(Collected data)
***

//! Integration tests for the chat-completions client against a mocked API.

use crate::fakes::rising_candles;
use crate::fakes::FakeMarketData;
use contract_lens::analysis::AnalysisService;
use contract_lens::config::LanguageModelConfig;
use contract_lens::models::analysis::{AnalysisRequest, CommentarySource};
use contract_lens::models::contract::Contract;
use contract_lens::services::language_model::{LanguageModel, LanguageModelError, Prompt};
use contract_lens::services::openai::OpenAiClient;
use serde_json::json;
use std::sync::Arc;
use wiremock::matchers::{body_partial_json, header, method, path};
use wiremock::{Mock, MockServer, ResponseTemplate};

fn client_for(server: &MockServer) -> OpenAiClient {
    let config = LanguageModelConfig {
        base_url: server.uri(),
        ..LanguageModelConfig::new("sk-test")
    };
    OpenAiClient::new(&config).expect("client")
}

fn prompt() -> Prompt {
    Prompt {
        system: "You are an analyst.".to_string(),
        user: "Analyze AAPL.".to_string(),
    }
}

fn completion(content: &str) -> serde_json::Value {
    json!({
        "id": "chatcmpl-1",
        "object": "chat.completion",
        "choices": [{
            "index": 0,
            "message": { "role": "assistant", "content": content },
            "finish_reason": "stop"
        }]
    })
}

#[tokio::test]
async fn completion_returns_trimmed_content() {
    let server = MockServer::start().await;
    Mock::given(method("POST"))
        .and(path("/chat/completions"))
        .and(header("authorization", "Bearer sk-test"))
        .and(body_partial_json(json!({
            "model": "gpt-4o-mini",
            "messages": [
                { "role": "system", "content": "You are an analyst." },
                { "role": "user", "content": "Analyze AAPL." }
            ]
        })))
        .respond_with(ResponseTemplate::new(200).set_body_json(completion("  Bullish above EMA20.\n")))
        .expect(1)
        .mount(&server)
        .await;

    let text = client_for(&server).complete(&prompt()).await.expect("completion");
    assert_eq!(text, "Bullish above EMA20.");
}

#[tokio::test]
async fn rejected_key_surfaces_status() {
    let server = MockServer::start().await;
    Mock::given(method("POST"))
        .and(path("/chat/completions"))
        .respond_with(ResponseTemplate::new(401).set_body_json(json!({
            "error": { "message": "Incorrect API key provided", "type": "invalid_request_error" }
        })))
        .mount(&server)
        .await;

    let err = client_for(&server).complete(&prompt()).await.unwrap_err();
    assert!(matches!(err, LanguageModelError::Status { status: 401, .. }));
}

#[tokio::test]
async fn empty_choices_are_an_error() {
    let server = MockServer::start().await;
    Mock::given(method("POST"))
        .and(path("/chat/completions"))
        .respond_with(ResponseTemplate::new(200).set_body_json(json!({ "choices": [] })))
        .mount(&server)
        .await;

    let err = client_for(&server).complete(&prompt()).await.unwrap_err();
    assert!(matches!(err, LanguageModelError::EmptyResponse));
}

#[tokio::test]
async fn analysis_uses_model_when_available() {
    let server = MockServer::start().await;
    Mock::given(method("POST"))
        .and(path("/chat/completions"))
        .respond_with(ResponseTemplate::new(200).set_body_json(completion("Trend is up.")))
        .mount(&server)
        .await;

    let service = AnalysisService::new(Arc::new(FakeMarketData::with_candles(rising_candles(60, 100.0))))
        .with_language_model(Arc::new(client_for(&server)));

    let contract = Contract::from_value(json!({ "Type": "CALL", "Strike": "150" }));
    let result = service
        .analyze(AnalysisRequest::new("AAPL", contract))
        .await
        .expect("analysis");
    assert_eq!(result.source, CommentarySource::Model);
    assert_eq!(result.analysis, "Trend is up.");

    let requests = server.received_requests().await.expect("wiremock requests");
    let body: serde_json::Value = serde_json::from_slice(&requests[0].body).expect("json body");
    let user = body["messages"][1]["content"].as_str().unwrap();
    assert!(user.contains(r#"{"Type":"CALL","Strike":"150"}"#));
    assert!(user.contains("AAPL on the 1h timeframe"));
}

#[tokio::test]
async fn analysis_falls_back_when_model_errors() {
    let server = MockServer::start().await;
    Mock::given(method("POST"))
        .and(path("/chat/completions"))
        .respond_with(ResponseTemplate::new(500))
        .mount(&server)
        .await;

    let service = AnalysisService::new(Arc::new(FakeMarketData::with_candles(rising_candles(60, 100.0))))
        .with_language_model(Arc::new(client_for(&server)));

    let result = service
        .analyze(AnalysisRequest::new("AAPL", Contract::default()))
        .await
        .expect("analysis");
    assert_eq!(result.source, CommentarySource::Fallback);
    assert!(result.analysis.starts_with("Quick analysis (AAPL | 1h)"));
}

***

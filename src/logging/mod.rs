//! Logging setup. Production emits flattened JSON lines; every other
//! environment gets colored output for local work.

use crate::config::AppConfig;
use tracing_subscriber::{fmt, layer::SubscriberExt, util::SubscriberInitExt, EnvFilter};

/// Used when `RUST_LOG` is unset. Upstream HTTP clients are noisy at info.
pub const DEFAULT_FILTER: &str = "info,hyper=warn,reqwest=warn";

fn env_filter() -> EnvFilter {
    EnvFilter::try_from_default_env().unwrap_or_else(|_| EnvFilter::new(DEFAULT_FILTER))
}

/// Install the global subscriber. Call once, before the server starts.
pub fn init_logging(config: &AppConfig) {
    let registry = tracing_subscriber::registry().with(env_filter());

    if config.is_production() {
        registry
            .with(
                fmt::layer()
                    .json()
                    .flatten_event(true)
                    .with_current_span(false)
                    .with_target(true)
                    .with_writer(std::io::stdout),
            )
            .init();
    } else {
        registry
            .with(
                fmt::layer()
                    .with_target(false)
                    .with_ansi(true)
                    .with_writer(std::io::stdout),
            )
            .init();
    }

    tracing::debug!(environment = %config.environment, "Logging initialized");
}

***

## ABOUT THIS TASK
In the entries above, copy each line that contains the string "analyst".

## EXPECTED ANSWER
        system: "You are an analyst.".to_string(),
                { "role": "system", "content": "You are an analyst." },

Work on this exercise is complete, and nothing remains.